Né en Chine continentale, il est arrivé clandestinement à l'âge de 12 ans à Hong Kong où il a travaillé dans des ateliers clandestins avant de fonder en 1981 ce qui deviendra l'empire international du textile Giordano.
M. Lai a fondé sa première publication, très critique de l'appareil chinois, peu après que les chars chinois ont été envoyés sur la place Tiananmen à Pékin en 1989 pour écraser les manifestations pro-démocratie.
Ses deux principaux titres, le quotidien Apple Daily et le magazine Next exclusivement numérique, étaient extrêmement populaires à Hong Kong, mêlant sensationnalisme et reportages politiques percutants.
Ils faisaient également partie des rares publications ayant ouvertement pris le parti des grandes manifestations pro-démocratie à Hong Kong en 2019. Ce qui a valu à Jimmy Lai d'être qualifié de «traître» par les médias d’État chinois.
Peu avant son arrestation en 2020, à l'AFP qui lui demandait pourquoi il ne profitait pas paisiblement de sa fortune, sans faire de bruit comme tant de magnats de Hong Kong, M. Lai avait répondu : «je suis peut-être un rebelle-né, peut-être que je suis quelqu'un qui, outre l'argent, a besoin de donner beaucoup de sens à sa vie.»
Le «glas pour Hong Kong»
Le magnat avait ajouté que la loi de Pékin sur la sécurité nationale sonnerait «le glas pour Hong Kong».

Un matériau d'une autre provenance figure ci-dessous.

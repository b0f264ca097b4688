use std::fmt;

use strum::EnumString;

/// The kind of a place.
///
/// The set of known categories is fixed, but the data source
/// may contain other values. These are kept verbatim so that
/// they can still be compared with the raw selector value.
#[derive(Debug, Clone, PartialEq, Eq, Hash, EnumString)]
#[strum(serialize_all = "lowercase")]
pub enum Category {
    Eat,
    Drink,
    See,
    #[strum(default)]
    Other(String),
}

impl Category {
    pub const KNOWN: [Self; 3] = [Self::Eat, Self::Drink, Self::See];

    pub fn as_str(&self) -> &str {
        match self {
            Self::Eat => "eat",
            Self::Drink => "drink",
            Self::See => "see",
            Self::Other(other) => other,
        }
    }

    /// Parse a raw category value.
    ///
    /// Unknown values are kept as [`Category::Other`].
    #[must_use]
    pub fn from_raw(raw: &str) -> Self {
        raw.parse().unwrap_or_else(|_| Self::Other(raw.to_owned()))
    }
}

impl From<String> for Category {
    fn from(from: String) -> Self {
        Self::from_raw(&from)
    }
}

impl fmt::Display for Category {
    fn fmt(&self, f: &mut fmt::Formatter) -> fmt::Result {
        f.write_str(self.as_str())
    }
}

#[cfg(test)]
mod tests {
    use super::*;

    #[test]
    fn parse_known_categories() {
        assert_eq!(Category::from_raw("eat"), Category::Eat);
        assert_eq!(Category::from_raw("drink"), Category::Drink);
        assert_eq!(Category::from_raw("see"), Category::See);
    }

    #[test]
    fn keep_unknown_categories_verbatim() {
        let c = Category::from_raw("Shop");
        assert_eq!(c, Category::Other("Shop".into()));
        assert_eq!(c.as_str(), "Shop");
        // matching is case sensitive
        assert_eq!(Category::from_raw("EAT"), Category::Other("EAT".into()));
    }

    #[test]
    fn parse_through_derived_conversions() {
        assert_eq!("see".parse::<Category>(), Ok(Category::See));
        assert_eq!(Category::try_from("drink"), Ok(Category::Drink));
        assert_eq!(
            Category::try_from("market"),
            Ok(Category::Other("market".into()))
        );
        assert_eq!(Category::from(String::from("eat")), Category::Eat);
    }

    #[test]
    fn display_raw_value() {
        assert_eq!(Category::Drink.to_string(), "drink");
        assert_eq!(Category::Other("x".into()).to_string(), "x");
        assert_eq!(Category::See.to_string(), "see");
    }
}
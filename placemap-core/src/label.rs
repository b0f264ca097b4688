//! Human-readable texts of the user interface.

use placemap_entities::{category::Category, place::Place};

pub const PLACEHOLDER: &str = "—";
pub const DISTRICT_PREFIX: &str = "Район";
pub const MAPS_LINK_TEXT: &str = "Открыть в Google Maps";
pub const LOAD_FAILURE_NOTICE: &str = "Не удалось загрузить данные. Проверь places.json и консоль.";

pub const fn category_label(category: &Category) -> &'static str {
    match category {
        Category::Eat => "Поесть",
        Category::Drink => "Попить",
        // Unknown categories share the label of the last known one
        Category::See | Category::Other(_) => "Посмотреть",
    }
}

/// Values and labels of the category selector.
pub fn category_options() -> Vec<(&'static str, &'static str)> {
    Category::KNOWN
        .iter()
        .map(|c| match c {
            Category::Eat => ("eat", category_label(c)),
            Category::Drink => ("drink", category_label(c)),
            Category::See | Category::Other(_) => ("see", category_label(c)),
        })
        .collect()
}

pub fn count_label(count: usize) -> String {
    format!("{count} мест")
}

pub fn district_label(place: &Place) -> &str {
    place.district.as_deref().unwrap_or(PLACEHOLDER)
}

pub fn price_label(place: &Place) -> &str {
    place.price.as_deref().unwrap_or(PLACEHOLDER)
}

pub fn rating_label(place: &Place) -> String {
    place
        .rating
        .map_or_else(|| PLACEHOLDER.to_owned(), |r| r.to_string())
}

#[cfg(test)]
mod tests {
    use super::*;
    use placemap_entities::builders::*;

    #[test]
    fn label_categories() {
        assert_eq!(category_label(&Category::Eat), "Поесть");
        assert_eq!(category_label(&Category::Drink), "Попить");
        assert_eq!(category_label(&Category::See), "Посмотреть");
        assert_eq!(category_label(&Category::Other("shop".into())), "Посмотреть");
    }

    #[test]
    fn use_placeholders_for_missing_fields() {
        let p = Place::build().finish();
        assert_eq!(district_label(&p), PLACEHOLDER);
        assert_eq!(price_label(&p), PLACEHOLDER);
        assert_eq!(rating_label(&p), PLACEHOLDER);
        let p = Place::build().district("5").price("$$").rating(4.0).finish();
        assert_eq!(district_label(&p), "5");
        assert_eq!(price_label(&p), "$$");
        assert_eq!(rating_label(&p), "4.0");
    }

    #[test]
    fn offer_known_categories() {
        assert_eq!(
            category_options(),
            [("eat", "Поесть"), ("drink", "Попить"), ("see", "Посмотреть")]
        );
    }

    #[test]
    fn count_places() {
        assert_eq!(count_label(0), "0 мест");
        assert_eq!(count_label(1), "1 мест");
    }
}
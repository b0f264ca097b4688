use thiserror::Error;

#[derive(Debug, Error, Clone, PartialEq, Eq)]
pub enum Error {
    #[error("The places are not loaded yet")]
    NotLoaded,
    #[error("Unknown place '{0}'")]
    UnknownPlace(String),
}
use crate::{category::*, geo::*, id::*, links::*, rating::*};

/// A point of interest.
///
/// Places are loaded once and are immutable afterwards.
#[derive(Debug, Clone, PartialEq)]
pub struct Place {
    pub id: Id,
    pub name: String,
    pub category: Category,
    pub district: Option<String>,
    pub price: Option<String>,
    pub rating: Option<RatingValue>,
    pub short: Option<String>,
    pub notes: Option<String>,
    /// Places without a position are listed but not mapped.
    pub pos: Option<MapPoint>,
    pub links: Links,
}

impl Place {
    /// Unrated places count as zero when compared with a threshold.
    pub fn rating_or_zero(&self) -> f64 {
        self.rating.map(f64::from).unwrap_or_default()
    }

    pub const fn is_mappable(&self) -> bool {
        self.pos.is_some()
    }
}
use placemap_entities::category::Category;

use crate::text::normalize;

/// The narrowing constraints chosen by the user.
///
/// The default value is the empty criteria, i.e. it
/// does not restrict anything.
#[derive(Debug, Clone, Default, PartialEq)]
pub struct FilterCriteria {
    pub query: String,
    pub category: Option<Category>,
    pub district: Option<String>,
    pub price: Option<String>,
    pub min_rating: f64,
}

/// A raw input event of one of the controls.
///
/// Empty selector values mean "any".
#[derive(Debug, Clone, PartialEq, Eq)]
pub enum CriteriaChange {
    Query(String),
    Category(String),
    District(String),
    Price(String),
    MinRating(String),
}

impl FilterCriteria {
    /// Criteria that only restrict the rating.
    pub fn with_min_rating(min_rating: f64) -> Self {
        Self {
            min_rating,
            ..Default::default()
        }
    }

    pub fn is_empty(&self) -> bool {
        let Self {
            query,
            category,
            district,
            price,
            min_rating,
        } = self;
        query.trim().is_empty()
            && category.is_none()
            && district.is_none()
            && price.is_none()
            && *min_rating <= 0.0
    }

    /// The trimmed and lowercased query if the text clause is active.
    pub fn normalized_query(&self) -> Option<String> {
        let query = normalize(&self.query);
        (!query.is_empty()).then_some(query)
    }

    pub fn apply(&mut self, change: CriteriaChange) {
        match change {
            CriteriaChange::Query(query) => self.query = query,
            CriteriaChange::Category(value) => {
                self.category = selection(value).map(Category::from);
            }
            CriteriaChange::District(value) => self.district = selection(value),
            CriteriaChange::Price(value) => self.price = selection(value),
            CriteriaChange::MinRating(value) => self.min_rating = parse_min_rating(&value),
        }
    }

    /// The value of the min. rating input.
    pub fn min_rating_value(&self) -> String {
        self.min_rating.to_string()
    }
}

fn selection(value: String) -> Option<String> {
    (!value.is_empty()).then_some(value)
}

// Unparsable input disables the rating clause
fn parse_min_rating(value: &str) -> f64 {
    value
        .trim()
        .parse::<f64>()
        .ok()
        .filter(|v| v.is_finite())
        .unwrap_or_default()
}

Il a été arrêté pour la première fois en août 2020 au moment d'une perquisition de Apple Daily.
En décembre 2020, un juge lui avait accordé la libération sous caution de 10 millions de dollars de Hong Kong (1,7 million de dollars) mais une semaine plus tard la plus haute cour de Hong Kong avait ordonné son retour en prison où il est détenu depuis, en attendant son procès qui s'ouvre lundi.
Il est, selon son fils Sébastien Lai, «le plus vieux prisonnier politique de Hong Kong».
Son avocat étranger récusé
Un ensemble de règles différentes et plus strictes s'appliquent aux affaires de sécurité nationale depuis l'annulation de la libération sous caution de M. Lai, une décision qui a fait jurisprudence et affecté des dizaines d'affaires ultérieures.
Pour se défendre à son procès, M. Lai avait choisi Tim Owen, célèbre avocat britannique, spécialiste des droits humains mais Pékin a accordé de nouveaux pouvoirs au dirigeant de Hong Kong pour qu'il récuse les avocats étrangers dans les affaires liées à la sécurité nationale.
Le parlement pro-Pékin de la ville est allé plus loin en mai, en adoptant des lois exigeant des avocats étrangers une autorisation spéciale pour intervenir sur ce type de dossiers.
Ce différend donnera lieu à une audience distincte du procès de M. Lai, l'an prochain.